Included in this area is the observance of the names of people. It is embarrassing to both parties when a name is forgotten. In particular, it sends a signal to the other person that he/she is irrelevant in your eyes. This certainly does not help build relationships. Asking for business cards is one thing, remembering names is something else. This may require a little effort but it is time well spent.

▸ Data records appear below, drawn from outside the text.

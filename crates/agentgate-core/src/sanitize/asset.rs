//! Asset reference extraction.

use super::pattern::compile_anchored;
use crate::error::RuleError;
use regex::Regex;

/// Name of the capture group holding the asset token.
pub const ASSET_GROUP: &str = "asset";

/// Default reference shape: an optional `<connector>#` prefix followed by an
/// asset name containing `Asset`, e.g. `urn:cx:GraphAsset#TestAsset`.
pub const DEFAULT_ASSET_REFERENCE_PATTERN: &str = r"((?P<url>[^#]+)#)?(?P<asset>.*Asset.*)";

/// A compiled reference pattern that declares an `asset` group.
#[derive(Debug, Clone)]
pub struct AssetReferencePattern {
    re: Regex,
}

impl Default for AssetReferencePattern {
    fn default() -> Self {
        Self::new(DEFAULT_ASSET_REFERENCE_PATTERN).expect("default asset pattern is valid")
    }
}

impl AssetReferencePattern {
    /// Compiles `pattern`; fails if it is invalid or lacks an `asset` group.
    pub fn new(pattern: &str) -> Result<Self, RuleError> {
        let re = compile_anchored("asset reference", pattern)?;
        if !re.capture_names().any(|n| n == Some(ASSET_GROUP)) {
            return Err(RuleError::MissingAssetGroup(pattern.to_string()));
        }
        Ok(Self { re })
    }

    /// The `asset` group when the whole input matches, else `None`.
    ///
    /// Input is decoded as UTF-8; invalid sequences become U+FFFD.
    pub fn extract(&self, raw: &[u8]) -> Option<String> {
        let text = String::from_utf8_lossy(raw);
        let caps = self.re.captures(&text)?;
        caps.name(ASSET_GROUP).map(|m| m.as_str().to_string())
    }
}
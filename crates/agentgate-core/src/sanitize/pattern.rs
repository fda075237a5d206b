//! Compiling configured patterns with whole-input match semantics.

use crate::error::RuleError;
use regex::Regex;

/// Compiles `pattern` so that it only matches the entire subject.
///
/// The pattern is validated on its own first so error messages point at the
/// configured text rather than the anchored wrapper.
pub(crate) fn compile_anchored(name: &'static str, pattern: &str) -> Result<Regex, RuleError> {
    let invalid = |source: regex::Error| RuleError::InvalidPattern {
        name,
        pattern: pattern.to_string(),
        source,
    };
    Regex::new(pattern).map_err(invalid)?;
    Regex::new(&format!("^(?:{pattern})$")).map_err(invalid)
}

#[cfg(test)]
mod tests {
    use super::*;

    #[test]
    fn anchors_unanchored_patterns() {
        let re = compile_anchored("test", "ab+").unwrap();
        assert!(re.is_match("abbb"));
        assert!(!re.is_match("xabbb"));
        assert!(!re.is_match("abbbx"));
    }

    #[test]
    fn alternation_is_anchored_as_a_whole() {
        let re = compile_anchored("test", "a|b").unwrap();
        assert!(re.is_match("a"));
        assert!(!re.is_match("ab"));
    }

    #[test]
    fn invalid_pattern_reports_original_text() {
        let err = compile_anchored("key allow", "(unclosed").unwrap_err();
        match err {
            RuleError::InvalidPattern { name, pattern, .. } => {
                assert_eq!(name, "key allow");
                assert_eq!(pattern, "(unclosed");
            }
            other => panic!("unexpected error: {other}"),
        }
    }
}
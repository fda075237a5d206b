//! Inner encoding layer for forwarded query parameters.
//!
//! Forwarded keys and values are form-encoded once here and then a second
//! time when appended to the outbound query. The data plane strips the outer
//! layer and the backend agent strips this one.

use url::form_urlencoded;

/// `application/x-www-form-urlencoded` encoding of a single component
/// (space becomes `+`; only `*-._` and alphanumerics stay literal).
pub fn encode_parameter(raw: &str) -> String {
    form_urlencoded::byte_serialize(raw.as_bytes()).collect()
}
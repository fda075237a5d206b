//! `agentgate plan` and `agentgate skill` – check agent requests before answering them.

use super::{read_text, Output};
use agentgate_core::Gate;
use anyhow::Result;
use std::path::{Path, PathBuf};

/// Inputs of the `plan` command.
#[derive(Debug, Clone)]
pub struct PlanArgs {
    pub accept: Option<String>,
    pub content_type: Option<String>,
    pub query: Option<String>,
    pub body: Option<PathBuf>,
}

pub fn run_plan(gate: &Gate, args: &PlanArgs, out: Output) -> Result<()> {
    let planner = gate.planner();
    let plan = if args.content_type.is_some() || args.body.is_some() {
        let body = args.body.as_deref().map(read_text).transpose()?;
        planner.plan_query_with_body(
            args.accept.as_deref(),
            args.content_type.as_deref(),
            args.query.as_deref(),
            body.as_deref(),
        )?
    } else {
        planner.plan_query(args.accept.as_deref(), args.query.as_deref())?
    };
    let text = format!(
        "result_type={} binding={}",
        plan.result_type,
        plan.binding.as_deref().unwrap_or("-")
    );
    out.emit(text, serde_json::to_value(&plan)?)
}

pub fn run_skill(
    gate: &Gate,
    asset: &str,
    content_type: Option<&str>,
    body: Option<&Path>,
    out: Output,
) -> Result<()> {
    let body = body.map(read_text).transpose()?;
    gate.planner()
        .check_skill(asset, content_type, body.as_deref())?;
    out.emit(
        format!("skill {asset} accepted"),
        serde_json::json!({ "asset": asset, "accepted": true }),
    )
}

It is these little observations that go a long way. As an example, perhaps the best secretary I ever saw was a lady named Myrna who worked for an MIS Director in Chicago. The first time I visited the office, Myrna warmly greeted me and asked if I wanted a cup of coffee. Saying Yes, she then asked me what I wanted in it. I said cream and sugar, which she then made for me. Months later when I returned to visit the MIS Director, Myrna greeted me by name and presented me with a cup of coffee with cream and sugar. Frankly, I was startled that she not only remembered my name but how I also liked my coffee. Later I found out that Myrna maintained a simple card file; whenever someone visited the office, Myrna would record their name and the type of coffee they liked. Sharp. Very sharp.
10. BE HONEST
The linchpin to good interpersonal relations is trust. Regardless of our form of discourse, nothing builds trust better than honesty, the basic building block of confidence. Having an honest character conveys an image that you are dependable, that your word is your bond, and you can be trusted to do the right thing. But your reputation can be shattered overnight if you are caught in a lie. Therefore, don’t falsify or mislead. If you do not know an answer, do not fabricate one, but make every attempt to find the answer elsewhere.
We now live in an age where it is more commonplace to cover-up a mistake as opposed to admit to it. Inevitably, all hell will break loose when the cover-up is discovered. Instead, admit a mistake early on, correct it, and earn the respect of your coworkers.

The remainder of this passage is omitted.